++++ LISTED RECORDS

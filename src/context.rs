//! Request metadata seams.
//!
//! Resolving who is calling and evaluating custom key expressions belong to
//! the surrounding framework. This module only fixes the contracts the
//! protection core consumes, plus small default implementations.

use std::collections::HashMap;
use std::net::IpAddr;
use std::sync::Arc;

use crate::error::{ProtectionError, Result};

/// Plain-data view of an incoming request.
#[derive(Debug, Clone, Default)]
pub struct RequestContext {
    /// Request headers, keys lower-cased
    pub headers: HashMap<String, String>,
    /// Transport-level peer address
    pub peer_addr: Option<IpAddr>,
    /// Framework-provided attributes (authenticated principal, route, ...)
    pub attributes: HashMap<String, String>,
}

impl RequestContext {
    /// Create an empty context.
    pub fn new() -> Self {
        Self::default()
    }

    /// Add a header (name is lower-cased).
    pub fn with_header(mut self, name: &str, value: &str) -> Self {
        self.headers.insert(name.to_ascii_lowercase(), value.to_string());
        self
    }

    /// Set the peer address.
    pub fn with_peer(mut self, addr: IpAddr) -> Self {
        self.peer_addr = Some(addr);
        self
    }

    /// Add a framework attribute.
    pub fn with_attribute(mut self, name: &str, value: &str) -> Self {
        self.attributes.insert(name.to_string(), value.to_string());
        self
    }

    /// Look up a header by case-insensitive name.
    pub fn header(&self, name: &str) -> Option<&str> {
        self.headers
            .get(&name.to_ascii_lowercase())
            .map(String::as_str)
    }
}

/// Resolves the authenticated caller of a request.
pub trait IdentityResolver: Send + Sync {
    /// Resolver order; lower runs first.
    fn priority(&self) -> i32 {
        0
    }

    /// The caller's user id, if this resolver can determine it.
    fn resolve_identity(&self, ctx: &RequestContext) -> Option<String>;
}

/// Resolves the client network address of a request.
pub trait AddressResolver: Send + Sync {
    /// Resolver order; lower runs first.
    fn priority(&self) -> i32 {
        0
    }

    /// The client address, if this resolver can determine it.
    fn resolve_client_address(&self, ctx: &RequestContext) -> Option<String>;
}

/// Reads the user id from a framework attribute (e.g. set by auth middleware).
#[derive(Debug, Clone)]
pub struct AttributeIdentityResolver {
    attribute: String,
}

impl AttributeIdentityResolver {
    pub fn new(attribute: impl Into<String>) -> Self {
        Self {
            attribute: attribute.into(),
        }
    }
}

impl IdentityResolver for AttributeIdentityResolver {
    fn resolve_identity(&self, ctx: &RequestContext) -> Option<String> {
        ctx.attributes
            .get(&self.attribute)
            .filter(|v| !v.is_empty())
            .cloned()
    }
}

/// Reads the user id from a request header.
#[derive(Debug, Clone)]
pub struct HeaderIdentityResolver {
    header: String,
}

impl HeaderIdentityResolver {
    pub fn new(header: impl Into<String>) -> Self {
        Self {
            header: header.into(),
        }
    }
}

impl IdentityResolver for HeaderIdentityResolver {
    fn priority(&self) -> i32 {
        10
    }

    fn resolve_identity(&self, ctx: &RequestContext) -> Option<String> {
        ctx.header(&self.header)
            .map(str::trim)
            .filter(|v| !v.is_empty())
            .map(str::to_string)
    }
}

/// Proxy-aware address resolution: `X-Forwarded-For`, then `X-Real-IP`,
/// then the transport peer.
#[derive(Debug, Clone, Copy, Default)]
pub struct ForwardedAddressResolver;

impl AddressResolver for ForwardedAddressResolver {
    fn resolve_client_address(&self, ctx: &RequestContext) -> Option<String> {
        if let Some(forwarded) = ctx.header("x-forwarded-for") {
            let first = forwarded.split(',').next().map(str::trim).unwrap_or("");
            if !first.is_empty() && !first.eq_ignore_ascii_case("unknown") {
                return Some(first.to_string());
            }
        }
        if let Some(real_ip) = ctx.header("x-real-ip").map(str::trim) {
            if !real_ip.is_empty() {
                return Some(real_ip.to_string());
            }
        }
        ctx.peer_addr.map(|addr| addr.to_string())
    }
}

/// Priority-ordered chains of identity and address resolvers.
#[derive(Clone, Default)]
pub struct ResolverChain {
    identity: Vec<Arc<dyn IdentityResolver>>,
    address: Vec<Arc<dyn AddressResolver>>,
}

impl std::fmt::Debug for ResolverChain {
    fn fmt(&self, f: &mut std::fmt::Formatter<'_>) -> std::fmt::Result {
        f.debug_struct("ResolverChain")
            .field("identity", &self.identity.len())
            .field("address", &self.address.len())
            .finish()
    }
}

impl ResolverChain {
    /// Empty chain; resolves nothing.
    pub fn new() -> Self {
        Self::default()
    }

    /// The chain used when nothing is configured: `user` attribute,
    /// `x-user-id` header, forwarded address headers.
    pub fn standard() -> Self {
        Self::new()
            .with_identity(AttributeIdentityResolver::new("user"))
            .with_identity(HeaderIdentityResolver::new("x-user-id"))
            .with_address(ForwardedAddressResolver)
    }

    pub fn with_identity(mut self, resolver: impl IdentityResolver + 'static) -> Self {
        self.identity.push(Arc::new(resolver));
        self.identity.sort_by_key(|r| r.priority());
        self
    }

    pub fn with_address(mut self, resolver: impl AddressResolver + 'static) -> Self {
        self.address.push(Arc::new(resolver));
        self.address.sort_by_key(|r| r.priority());
        self
    }

    /// First identity any resolver yields.
    pub fn resolve_identity(&self, ctx: &RequestContext) -> Option<String> {
        self.identity.iter().find_map(|r| r.resolve_identity(ctx))
    }

    /// First address any resolver yields, or `"unknown"`.
    pub fn resolve_client_address(&self, ctx: &RequestContext) -> String {
        self.address
            .iter()
            .find_map(|r| r.resolve_client_address(ctx))
            .unwrap_or_else(|| "unknown".to_string())
    }
}

/// Evaluates custom key expressions.
///
/// Implementations must refuse anything that could execute code or reflect
/// on the host, and bound the input length.
pub trait ExpressionEvaluator: Send + Sync {
    fn evaluate(&self, expression: &str, vars: &HashMap<String, String>) -> Result<String>;
}

/// Maximum accepted expression length.
pub const MAX_EXPRESSION_LEN: usize = 256;

/// `${name}` interpolation over a flat variable map.
///
/// There is no operator or call syntax, so nothing beyond substitution can
/// happen. Unknown variables are an error rather than an empty string, which
/// would silently collapse distinct callers onto one key.
#[derive(Debug, Clone, Copy, Default)]
pub struct TemplateEvaluator;

impl ExpressionEvaluator for TemplateEvaluator {
    fn evaluate(&self, expression: &str, vars: &HashMap<String, String>) -> Result<String> {
        if expression.len() > MAX_EXPRESSION_LEN {
            return Err(ProtectionError::Expression(format!(
                "expression longer than {} characters",
                MAX_EXPRESSION_LEN
            )));
        }

        let mut out = String::with_capacity(expression.len());
        let mut rest = expression;
        while let Some(start) = rest.find("${") {
            out.push_str(&rest[..start]);
            let after = &rest[start + 2..];
            let end = after.find('}').ok_or_else(|| {
                ProtectionError::Expression(format!("unterminated placeholder in '{}'", expression))
            })?;
            let name = after[..end].trim();
            if name.is_empty()
                || !name
                    .chars()
                    .all(|c| c.is_ascii_alphanumeric() || c == '_' || c == '.')
            {
                return Err(ProtectionError::Expression(format!(
                    "illegal variable name '{}'",
                    name
                )));
            }
            let value = vars.get(name).ok_or_else(|| {
                ProtectionError::Expression(format!("unknown variable '{}'", name))
            })?;
            out.push_str(value);
            rest = &after[end + 1..];
        }
        out.push_str(rest);
        Ok(out)
    }
}

#[cfg(test)]
mod tests {
    use super::*;

    fn vars(pairs: &[(&str, &str)]) -> HashMap<String, String> {
        pairs
            .iter()
            .map(|(k, v)| (k.to_string(), v.to_string()))
            .collect()
    }

    #[test]
    fn test_forwarded_address_precedence() {
        let resolver = ForwardedAddressResolver;
        let ctx = RequestContext::new()
            .with_header("X-Forwarded-For", "203.0.113.7, 10.0.0.1")
            .with_header("X-Real-IP", "198.51.100.2")
            .with_peer("127.0.0.1".parse().unwrap());
        assert_eq!(
            resolver.resolve_client_address(&ctx).as_deref(),
            Some("203.0.113.7")
        );

        let ctx = RequestContext::new().with_peer("127.0.0.1".parse().unwrap());
        assert_eq!(
            resolver.resolve_client_address(&ctx).as_deref(),
            Some("127.0.0.1")
        );
    }

    #[test]
    fn test_identity_chain_priority() {
        let chain = ResolverChain::standard();
        let ctx = RequestContext::new()
            .with_header("x-user-id", "header-user")
            .with_attribute("user", "principal");
        assert_eq!(chain.resolve_identity(&ctx).as_deref(), Some("principal"));

        let ctx = RequestContext::new().with_header("x-user-id", "header-user");
        assert_eq!(chain.resolve_identity(&ctx).as_deref(), Some("header-user"));

        assert_eq!(chain.resolve_identity(&RequestContext::new()), None);
        assert_eq!(chain.resolve_client_address(&RequestContext::new()), "unknown");
    }

    #[test]
    fn test_template_substitution() {
        let eval = TemplateEvaluator;
        let out = eval
            .evaluate("order:${user}:${args.0}", &vars(&[("user", "u1"), ("args.0", "42")]))
            .unwrap();
        assert_eq!(out, "order:u1:42");
        assert_eq!(eval.evaluate("static", &HashMap::new()).unwrap(), "static");
    }

    #[test]
    fn test_template_rejects_bad_input() {
        let eval = TemplateEvaluator;
        assert!(eval.evaluate("${missing}", &HashMap::new()).is_err());
        assert!(eval.evaluate("${user", &vars(&[("user", "u")])).is_err());
        assert!(eval
            .evaluate("${T(java.lang.Runtime).exec('x')}", &HashMap::new())
            .is_err());
        let long = "a".repeat(MAX_EXPRESSION_LEN + 1);
        assert!(eval.evaluate(&long, &HashMap::new()).is_err());
    }
}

++++++++

*WHAT TO DO*.
Which lines above contain the word "attributes"? Show each of them.

*WRITTEN RESPONSE*.
    /// Framework-provided attributes (authenticated principal, route, ...)
    pub attributes: HashMap<String, String>,
        self.attributes.insert(name.to_string(), value.to_string());
        ctx.attributes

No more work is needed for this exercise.